The line containing "handing it a fresh" marks the end: restate word for word every line from the first line of the entries below through that one.

Saved data entries:
• • •

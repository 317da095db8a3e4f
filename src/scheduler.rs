//! Deadline capability for cooperative scheduling.
//!
//! The work loop does not bind to any particular host runtime. Whatever
//! idle-callback facility the embedding environment has, it drives
//! [`Renderer::work`](crate::Renderer::work) repeatedly, handing it a fresh
//! [`Deadline`] each turn. Deterministic implementations make the loop fully
//! testable without a real host runtime.

use std::cell::Cell;
use std::time::{Duration, Instant};

/// Yield margin: the slice counts as exhausted once less than this much
/// time remains.
pub const YIELD_MARGIN: Duration = Duration::from_millis(1);

/// Reports how much of the current scheduling slice is left.
///
/// The work loop polls [`should_yield`](Deadline::should_yield) once after
/// each unit of work, so a slice always makes progress of at least one unit.
pub trait Deadline {
    /// Time remaining in the current slice.
    fn time_remaining(&self) -> Duration;

    /// True once the slice is spent. The default compares
    /// [`time_remaining`](Deadline::time_remaining) against [`YIELD_MARGIN`].
    fn should_yield(&self) -> bool {
        self.time_remaining() < YIELD_MARGIN
    }
}

impl<D: Deadline + ?Sized> Deadline for &D {
    fn time_remaining(&self) -> Duration {
        (**self).time_remaining()
    }

    fn should_yield(&self) -> bool {
        (**self).should_yield()
    }
}

/// A deadline with ample time: the loop never yields and a render runs to
/// completion, commit included, in a single call.
#[derive(Debug, Clone, Copy, Default)]
pub struct NeverYield;

impl Deadline for NeverYield {
    fn time_remaining(&self) -> Duration {
        Duration::MAX
    }

    fn should_yield(&self) -> bool {
        false
    }
}

/// A wall-clock slice, for live hosts: yields once the slice end is less
/// than [`YIELD_MARGIN`] away.
#[derive(Debug, Clone, Copy)]
pub struct TimeSlice {
    end: Instant,
}

impl TimeSlice {
    /// A slice of the given length starting now.
    pub fn new(budget: Duration) -> Self {
        Self {
            end: Instant::now() + budget,
        }
    }

    /// A slice ending at a host-supplied instant.
    pub fn until(end: Instant) -> Self {
        Self { end }
    }
}

impl Deadline for TimeSlice {
    fn time_remaining(&self) -> Duration {
        self.end.saturating_duration_since(Instant::now())
    }
}

/// A deterministic deadline for tests: reports exhaustion after a fixed
/// number of `should_yield` polls.
///
/// Since the work loop polls once per unit, `UnitBudget::new(n)` lets
/// exactly `n` units run before the loop yields (the loop always performs
/// at least one unit per turn, so a budget of zero still admits one).
#[derive(Debug)]
pub struct UnitBudget {
    remaining: Cell<usize>,
}

impl UnitBudget {
    /// Allow `units` polls before yielding.
    pub fn new(units: usize) -> Self {
        Self {
            remaining: Cell::new(units),
        }
    }
}

impl Deadline for UnitBudget {
    fn time_remaining(&self) -> Duration {
        if self.remaining.get() > 0 {
            Duration::MAX
        } else {
            Duration::ZERO
        }
    }

    fn should_yield(&self) -> bool {
        let remaining = self.remaining.get();
        if remaining == 0 {
            return true;
        }
        self.remaining.set(remaining - 1);
        remaining == 1
    }
}
//! The fiber tree: mutable units of work kept in an arena.

use std::ops::{Index, IndexMut};

use slab::Slab;

use crate::element::{Element, NodeType};
use crate::props::Props;

/// Handle to a fiber slot in the arena.
///
/// Ids are only meaningful for the generation that allocated them; the
/// engine never hands out ids for released fibers.
#[derive(Debug, Clone, Copy, PartialEq, Eq, PartialOrd, Ord, Hash)]
pub struct FiberId(usize);

/// The host mutation a fiber requires on commit.
#[derive(Debug, Clone, Copy, PartialEq, Eq)]
pub enum EffectTag {
    /// A new host node must be appended under the nearest ancestor node.
    Placement,
    /// The existing host node is reused; only changed properties are applied.
    Update,
    /// The host node must be detached from its ancestor node.
    Deletion,
}

/// One unit of work: a mutable tree node representing one element at one
/// generation, carrying its diff result.
///
/// Links are arena handles rather than owning pointers: `child` and
/// `sibling` form the tree for this generation, `parent` points back up,
/// and `alternate` crosses generations to the fiber that held the same
/// structural position in the previously committed tree.
#[derive(Debug)]
pub(crate) struct Fiber<N> {
    /// Node kind; absent only on the synthetic root fiber.
    pub node_type: Option<NodeType>,
    /// Properties for this generation.
    pub props: Props,
    /// Child elements still to be reconciled; consumed when this fiber is
    /// processed as a unit of work.
    pub children: Vec<Element>,
    /// The host node this fiber owns, once created.
    pub node: Option<N>,
    pub parent: Option<FiberId>,
    pub child: Option<FiberId>,
    pub sibling: Option<FiberId>,
    /// Same structural position in the previously committed generation.
    pub alternate: Option<FiberId>,
    /// Absent on the root fiber; the root itself is never committed.
    pub effect: Option<EffectTag>,
}

impl<N> Fiber<N> {
    /// The synthetic root fiber for a new render generation. It owns the
    /// container node from the start and carries no effect tag.
    pub fn root(container: N, children: Vec<Element>, alternate: Option<FiberId>) -> Self {
        Self {
            node_type: None,
            props: Props::new(),
            children,
            node: Some(container),
            parent: None,
            child: None,
            sibling: None,
            alternate,
            effect: None,
        }
    }
}

/// Arena owning every live fiber across both generations.
#[derive(Debug)]
pub(crate) struct FiberArena<N> {
    slab: Slab<Fiber<N>>,
}

impl<N> FiberArena<N> {
    pub fn new() -> Self {
        Self { slab: Slab::new() }
    }

    pub fn insert(&mut self, fiber: Fiber<N>) -> FiberId {
        FiberId(self.slab.insert(fiber))
    }

    /// Number of live fibers.
    #[cfg(test)]
    pub fn len(&self) -> usize {
        self.slab.len()
    }

    /// Next unit of work after `id`, in the fixed traversal order: the
    /// fiber's first child; otherwise the sibling of the first
    /// ancestor-or-self that has one; otherwise none (tree building is
    /// complete).
    pub fn next_unit(&self, id: FiberId) -> Option<FiberId> {
        if let Some(child) = self[id].child {
            return Some(child);
        }
        let mut current = Some(id);
        while let Some(fiber) = current {
            if let Some(sibling) = self[fiber].sibling {
                return Some(sibling);
            }
            current = self[fiber].parent;
        }
        None
    }

    /// Release `root` and every fiber reachable through its `child` and
    /// `sibling` links, excluding `root`'s own sibling chain.
    ///
    /// `alternate` links are never followed: they point into the other
    /// generation, which stays alive.
    pub fn release_tree(&mut self, root: FiberId) {
        let mut stack = Vec::new();
        let first = self.slab.remove(root.0);
        if let Some(child) = first.child {
            stack.push(child);
        }
        while let Some(id) = stack.pop() {
            let fiber = self.slab.remove(id.0);
            if let Some(child) = fiber.child {
                stack.push(child);
            }
            if let Some(sibling) = fiber.sibling {
                stack.push(sibling);
            }
        }
    }
}

impl<N> Index<FiberId> for FiberArena<N> {
    type Output = Fiber<N>;

    fn index(&self, id: FiberId) -> &Fiber<N> {
        &self.slab[id.0]
    }
}

impl<N> IndexMut<FiberId> for FiberArena<N> {
    fn index_mut(&mut self, id: FiberId) -> &mut Fiber<N> {
        &mut self.slab[id.0]
    }
}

• • •

[Written answer]:
repository 317da095db8a3e4f
filename src/scheduler.rs
//! Deadline capability for cooperative scheduling.
//!
//! The work loop does not bind to any particular host runtime. Whatever
//! idle-callback facility the embedding environment has, it drives
//! [`Renderer::work`](crate::Renderer::work) repeatedly, handing it a fresh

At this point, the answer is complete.